Stored data:
"""

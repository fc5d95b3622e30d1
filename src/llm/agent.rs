use async_trait::async_trait;

use crate::error::{Error, Result};
use crate::llm::context::QueryContext;
use crate::llm::QueryService;

/// Query service backed by a mixtape agent (Bedrock or Anthropic).
pub struct AgentQueryService {
    agent: mixtape_core::Agent,
    provider: String,
}

impl AgentQueryService {
    pub async fn new(provider: &str, model_name: &str) -> Result<Self> {
        let agent = build_agent(provider, model_name).await?;
        Ok(Self {
            agent,
            provider: provider.to_string(),
        })
    }
}

#[async_trait]
impl QueryService for AgentQueryService {
    fn name(&self) -> &str {
        &self.provider
    }

    async fn ask(&self, prompt: &str, context: &QueryContext) -> Result<String> {
        let context_json = serde_json::to_string_pretty(context)
            .map_err(|e| Error::Llm(format!("failed to encode context: {e}")))?;
        let response = self
            .agent
            .run(&build_prompt(prompt, &context_json))
            .await
            .map_err(|e| Error::Llm(e.to_string()))?;
        Ok(response.text().trim().to_string())
    }
}

fn build_prompt(question: &str, context_json: &str) -> String {
    format!(
        r#"You are analysing cost and efficiency data synced from Jira.

Data (JSON). "issues" are per-issue rows: timeTakenHours is the time from creation to
resolution, totalCost is hourly cost times that time, efficiencyScore is in [0, 1] where
1 means at or faster than the assignee's own average. "assignees" are per-person
aggregates over completed issues.

{context_json}

Answer the question below using only this data. Be concise and quote numbers with two
decimals.

Question: {question}"#
    )
}

/// Cloud backends a mixtape agent can run on.
#[derive(Debug, Clone, Copy, PartialEq, Eq)]
pub enum AgentProvider {
    Bedrock,
    Anthropic,
}

impl AgentProvider {
    pub fn parse(value: &str) -> Result<Self> {
        match value.trim() {
            "bedrock" => Ok(Self::Bedrock),
            "anthropic" => Ok(Self::Anthropic),
            other => Err(Error::Config(format!("unknown llm_provider: {other}"))),
        }
    }

    pub fn as_str(&self) -> &'static str {
        match self {
            Self::Bedrock => "bedrock",
            Self::Anthropic => "anthropic",
        }
    }
}

/// Models accepted in `llm_model`, with their short aliases.
const AGENT_MODELS: &[(&str, &[&str], AgentModel)] = &[
    ("claude-sonnet-4-5", &["sonnet", "claude-sonnet"], AgentModel::Sonnet),
    ("claude-haiku-4-5", &["haiku", "claude-haiku"], AgentModel::Haiku),
];

#[derive(Debug, Clone, Copy, PartialEq, Eq)]
pub enum AgentModel {
    Sonnet,
    Haiku,
}

impl AgentModel {
    /// Resolve an `llm_model` value (full id or alias, any case).
    pub fn parse(value: &str) -> Result<Self> {
        let wanted = value.trim().to_lowercase();
        AGENT_MODELS
            .iter()
            .find(|(id, aliases, _)| *id == wanted || aliases.contains(&wanted.as_str()))
            .map(|(_, _, model)| *model)
            .ok_or_else(|| {
                let known: Vec<&str> = AGENT_MODELS.iter().map(|(id, _, _)| *id).collect();
                Error::Config(format!(
                    "unknown llm_model: {value} (known models: {})",
                    known.join(", ")
                ))
            })
    }

    pub fn id(&self) -> &'static str {
        AGENT_MODELS
            .iter()
            .find(|(_, _, model)| model == self)
            .map(|(id, _, _)| *id)
            .unwrap_or("unknown")
    }
}

async fn build_agent(provider: &str, model_name: &str) -> Result<mixtape_core::Agent> {
    let provider = AgentProvider::parse(provider)?;
    let model = AgentModel::parse(model_name)?;
    log::debug!("Building {} agent on {}", model.id(), provider.as_str());

    // Model types differ per arm, so each pairing gets its own builder chain.
    let built = match (provider, model) {
        (AgentProvider::Bedrock, AgentModel::Sonnet) => mixtape_core::Agent::builder()
            .bedrock(mixtape_core::ClaudeSonnet4_5)
            .build()
            .await,
        (AgentProvider::Bedrock, AgentModel::Haiku) => mixtape_core::Agent::builder()
            .bedrock(mixtape_core::ClaudeHaiku4_5)
            .build()
            .await,
        (AgentProvider::Anthropic, AgentModel::Sonnet) => mixtape_core::Agent::builder()
            .anthropic_from_env(mixtape_core::ClaudeSonnet4_5)
            .build()
            .await,
        (AgentProvider::Anthropic, AgentModel::Haiku) => mixtape_core::Agent::builder()
            .anthropic_from_env(mixtape_core::ClaudeHaiku4_5)
            .build()
            .await,
    };
    built.map_err(|e| {
        Error::Llm(format!(
            "failed to start {} agent on {}: {e}",
            model.id(),
            provider.as_str()
        ))
    })
}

"""

**TO DO**:
In full and word for word, write out the data above.

**RESPONSE AREA**:
repository fc5d95b3622e30d1
filename src/llm/agent.rs
use async_trait::async_trait;

use crate::error::{Error, Result};
use crate::llm::context::QueryContext;
use crate::llm::QueryService;

/// Query service backed by a mixtape agent (Bedrock or Anthropic).
pub struct AgentQueryService {
    agent: mixtape_core::Agent,
    provider: String,
}

impl AgentQueryService {
    pub async fn new(provider: &str, model_name: &str) -> Result<Self> {
        let agent = build_agent(provider, model_name).await?;
        Ok(Self {
            agent,
            provider: provider.to_string(),
        })
    }
}

#[async_trait]
impl QueryService for AgentQueryService {
    fn name(&self) -> &str {
        &self.provider
    }

    async fn ask(&self, prompt: &str, context: &QueryContext) -> Result<String> {
        let context_json = serde_json::to_string_pretty(context)
            .map_err(|e| Error::Llm(format!("failed to encode context: {e}")))?;
        let response = self
            .agent
            .run(&build_prompt(prompt, &context_json))
            .await
            .map_err(|e| Error::Llm(e.to_string()))?;
        Ok(response.text().trim().to_string())
    }
}

fn build_prompt(question: &str, context_json: &str) -> String {
    format!(
        r#"You are analysing cost and efficiency data synced from Jira.

Data (JSON). "issues" are per-issue rows: timeTakenHours is the time from creation to
resolution, totalCost is hourly cost times that time, efficiencyScore is in [0, 1] where
1 means at or faster than the assignee's own average. "assignees" are per-person
aggregates over completed issues.

{context_json}

Answer the question below using only this data. Be concise and quote numbers with two
decimals.

Question: {question}"#
    )
}

/// Cloud backends a mixtape agent can run on.
#[derive(Debug, Clone, Copy, PartialEq, Eq)]
pub enum AgentProvider {
    Bedrock,
    Anthropic,
}

impl AgentProvider {
    pub fn parse(value: &str) -> Result<Self> {
        match value.trim() {
            "bedrock" => Ok(Self::Bedrock),
            "anthropic" => Ok(Self::Anthropic),
            other => Err(Error::Config(format!("unknown llm_provider: {other}"))),
        }
    }

    pub fn as_str(&self) -> &'static str {
        match self {
            Self::Bedrock => "bedrock",
            Self::Anthropic => "anthropic",
        }
    }
}

/// Models accepted in `llm_model`, with their short aliases.
const AGENT_MODELS: &[(&str, &[&str], AgentModel)] = &[
    ("claude-sonnet-4-5", &["sonnet", "claude-sonnet"], AgentModel::Sonnet),
    ("claude-haiku-4-5", &["haiku", "claude-haiku"], AgentModel::Haiku),
];

#[derive(Debug, Clone, Copy, PartialEq, Eq)]
pub enum AgentModel {
    Sonnet,
    Haiku,
}

impl AgentModel {
    /// Resolve an `llm_model` value (full id or alias, any case).
    pub fn parse(value: &str) -> Result<Self> {
        let wanted = value.trim().to_lowercase();
        AGENT_MODELS
            .iter()
            .find(|(id, aliases, _)| *id == wanted || aliases.contains(&wanted.as_str()))
            .map(|(_, _, model)| *model)
            .ok_or_else(|| {
                let known: Vec<&str> = AGENT_MODELS.iter().map(|(id, _, _)| *id).collect();
                Error::Config(format!(
                    "unknown llm_model: {value} (known models: {})",
                    known.join(", ")
                ))
            })
    }

    pub fn id(&self) -> &'static str {
        AGENT_MODELS
            .iter()
            .find(|(_, _, model)| model == self)
            .map(|(id, _, _)| *id)
            .unwrap_or("unknown")
    }
}

async fn build_agent(provider: &str, model_name: &str) -> Result<mixtape_core::Agent> {
    let provider = AgentProvider::parse(provider)?;
    let model = AgentModel::parse(model_name)?;
    log::debug!("Building {} agent on {}", model.id(), provider.as_str());

    // Model types differ per arm, so each pairing gets its own builder chain.
    let built = match (provider, model) {
        (AgentProvider::Bedrock, AgentModel::Sonnet) => mixtape_core::Agent::builder()
            .bedrock(mixtape_core::ClaudeSonnet4_5)
            .build()
            .await,
        (AgentProvider::Bedrock, AgentModel::Haiku) => mixtape_core::Agent::builder()
            .bedrock(mixtape_core::ClaudeHaiku4_5)
            .build()
            .await,
        (AgentProvider::Anthropic, AgentModel::Sonnet) => mixtape_core::Agent::builder()
            .anthropic_from_env(mixtape_core::ClaudeSonnet4_5)
            .build()
            .await,
        (AgentProvider::Anthropic, AgentModel::Haiku) => mixtape_core::Agent::builder()
            .anthropic_from_env(mixtape_core::ClaudeHaiku4_5)
            .build()
            .await,
    };
    built.map_err(|e| {
        Error::Llm(format!(
            "failed to start {} agent on {}: {e}",
            model.id(),
            provider.as_str()
        ))
    })
}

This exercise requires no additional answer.